In the announcement, Michael Wallace, CEO of Oxford Medical Simulation, said:
This financing allows us to invest confidently in the next phase of OMS. Our partners in US healthcare and academia are focused on outcomes – safer practice, better-prepared staff and more efficient delivery. This growth capital from Salica means we can move faster on exactly those priorities: expanding our breadth and depth of content, deepening our analytics capabilities, and supporting more institutions to transform their training for the new generation of learners.
The deal highlights two intersecting trends in healthtech financing. First, digital clinical training vendors are moving beyond pilot projects toward enterprise deployments with measurable performance metrics. Second, venture debt is becoming a more common tool for companies that need capital to scale infrastructure and customer success functions without diluting equity further.

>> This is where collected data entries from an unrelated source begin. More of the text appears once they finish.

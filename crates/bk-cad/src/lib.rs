//! Geometry Kernel Abstraction
//!
//! This crate provides:
//! - The `CadKernel` trait every geometry backend implements
//! - Profiles, sketch planes, axes and bounding boxes shared by the backends
//! - A CSG-tree kernel with exact point queries (default)
//! - A Truck B-Rep kernel with tessellation (`truck` feature)

pub mod kernel;

// Re-exports for convenience
pub use kernel::{
    Axis3D, BooleanType, BoundingBox, CadError, CadKernel, CadResult, CsgKernel, NullKernel,
    SketchPlane, Solid, TessellatedMesh, Wire2D, default_kernel,
};

#[cfg(feature = "truck")]
pub use kernel::TruckKernel;
//! Horizontal Technic holes through one-wide pieces
//!
//! Split into two builders: the collars are merged with the body before any
//! hole is cut, so a hole never leaves a collar wall behind in the cavity.

use glam::DVec3;

use super::{BuildContext, FeatureRole, FeatureSet};
use crate::constants::{CUT_MARGIN, JOIN_OVERLAP};
use crate::dimensions::DerivedDimensions;
use crate::error::BrickResult;
use crate::params::BrickParameters;

pub const SUPPORT_NAME: &str = "technic_support";
pub const HOLE_NAME: &str = "technic_holes";

pub fn enabled(params: &BrickParameters, dims: &DerivedDimensions) -> bool {
    params.horizontal_holes && !dims.technic_holes.is_empty()
}

/// Solid collars around each hole axis, bridging the cavity between the two
/// long walls and reaching `JOIN_OVERLAP` into each
pub fn build_support(ctx: &BuildContext<'_>) -> BrickResult<Option<FeatureSet>> {
    let dims = ctx.dims;
    let c = ctx.constants;
    let diameter = c.hole_collar_diameter();
    let start = c.wall_thickness - JOIN_OVERLAP;
    let length = dims.overall_width - 2.0 * start;
    ctx.collect(
        SUPPORT_NAME,
        FeatureRole::Additive,
        dims.technic_holes.positions(),
        |axis| {
            ctx.column(
                SUPPORT_NAME,
                DVec3::new(axis.x, start, axis.y),
                diameter,
                length,
                DVec3::Y,
            )
        },
    )
}

/// Through-holes with a counterbore on both faces, one tool per hole
pub fn build_holes(ctx: &BuildContext<'_>) -> BrickResult<Option<FeatureSet>> {
    let dims = ctx.dims;
    let c = ctx.constants;
    let bevel_length = c.horizontal_hole_bevel_depth + CUT_MARGIN;

    ctx.collect(
        HOLE_NAME,
        FeatureRole::Subtractive,
        dims.technic_holes.positions(),
        |axis| {
            let at = |y: f64| DVec3::new(axis.x, y, axis.y);
            let bore = ctx.column(
                HOLE_NAME,
                at(-CUT_MARGIN),
                c.horizontal_hole_diameter,
                dims.overall_width + 2.0 * CUT_MARGIN,
                DVec3::Y,
            )?;
            let bore = ctx.fuse(
                HOLE_NAME,
                bore,
                ctx.column(
                    HOLE_NAME,
                    at(-CUT_MARGIN),
                    c.horizontal_hole_bevel_diameter,
                    bevel_length,
                    DVec3::Y,
                ),
            )?;
            ctx.fuse(
                HOLE_NAME,
                bore,
                ctx.column(
                    HOLE_NAME,
                    at(dims.overall_width - c.horizontal_hole_bevel_depth),
                    c.horizontal_hole_bevel_diameter,
                    bevel_length,
                    DVec3::Y,
                ),
            )
        },
    )
}

#[cfg(test)]
mod tests {
    use super::*;
    use crate::features::test_support::Bench;

    fn technic(length: u32, height: f64) -> Bench {
        Bench::new(BrickParameters::new(1, length, height).with_horizontal_holes(true))
    }

    #[test]
    fn test_one_collar_and_hole_between_studs() {
        let bench = technic(4, 1.0);
        let support = build_support(&bench.ctx()).unwrap().unwrap();
        let holes = build_holes(&bench.ctx()).unwrap().unwrap();
        assert_eq!(support.len(), 3);
        assert_eq!(holes.count(FeatureRole::Subtractive), 3);

        assert!(bench.inside(&support, DVec3::new(7.9, 3.9, 5.8 + 3.0)));
        assert!(bench.inside(&holes, DVec3::new(15.9, 3.9, 5.8)));
        assert!(!bench.inside(&holes, DVec3::new(15.9, 3.9, 5.8 + 2.8)));
    }

    #[test]
    fn test_bevels_on_both_faces() {
        let bench = technic(2, 1.0);
        let holes = build_holes(&bench.ctx()).unwrap().unwrap();
        assert!(bench.inside(&holes, DVec3::new(7.9 + 2.8, 0.3, 5.8)));
        assert!(bench.inside(&holes, DVec3::new(7.9 + 2.8, 7.5, 5.8)));
        assert!(!bench.inside(&holes, DVec3::new(7.9 + 2.8, 1.2, 5.8)));
        assert_eq!(bench.kernel.live_solids(), 1);
    }

    #[test]
    fn test_stacked_rows() {
        let bench = technic(3, 2.0);
        let holes = build_holes(&bench.ctx()).unwrap().unwrap();
        let support = build_support(&bench.ctx()).unwrap().unwrap();
        assert_eq!(holes.len(), 4);

        // second row sits one block height above the first
        let upper = 5.8 + 9.6;
        assert!(bench.inside(&holes, DVec3::new(15.9, 3.9, upper)));
        assert!(bench.inside(&holes, DVec3::new(15.9, 3.9, upper + 2.0)));
        assert!(!bench.inside(&holes, DVec3::new(15.9, 3.9, upper - 3.0)));
        assert!(bench.inside(&support, DVec3::new(15.9, 3.9, upper - 3.0)));
        assert!(!bench.inside(&support, DVec3::new(15.9, 3.9, 11.0)));
    }

    #[test]
    fn test_collars_sink_into_the_walls() {
        let bench = technic(2, 1.0);
        let support = build_support(&bench.ctx()).unwrap().unwrap();
        let at = |y: f64| bench.inside(&support, DVec3::new(7.9, y, 5.8 + 3.0));
        assert!(at(1.45 - JOIN_OVERLAP / 2.0));
        assert!(!at(1.45 - JOIN_OVERLAP * 1.5));
        assert!(at(7.8 - 1.45 + JOIN_OVERLAP / 2.0));
        assert!(!at(7.8 - 1.45 + JOIN_OVERLAP * 1.5));
    }

    #[test]
    fn test_applicability() {
        assert!(!enabled(&technic(1, 1.0).params, &technic(1, 1.0).dims));
        assert!(!enabled(&technic(4, 0.5).params, &technic(4, 0.5).dims));
        let wide = Bench::new(BrickParameters::new(2, 4, 1.0).with_horizontal_holes(true));
        assert!(!enabled(&wide.params, &wide.dims));
        let off = Bench::new(BrickParameters::new(1, 4, 1.0));
        assert!(!enabled(&off.params, &off.dims));
    }
}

For healthcare providers, the test will be whether simulation platforms can demonstrate improvements in real-world outcomes, such as reduced error rates or faster time-to-competence for new staff. For investors and procurement teams, measurable analytics and integration into existing workflows will be key criteria.
This transaction also underlines continued interest from healthtech investors in solutions that address workforce and training pressures across the UK, US and Europe. As UK startups seek transatlantic growth, financing structures that support scaling rather than just product development will shape which companies can move from pilots to system-wide adoption.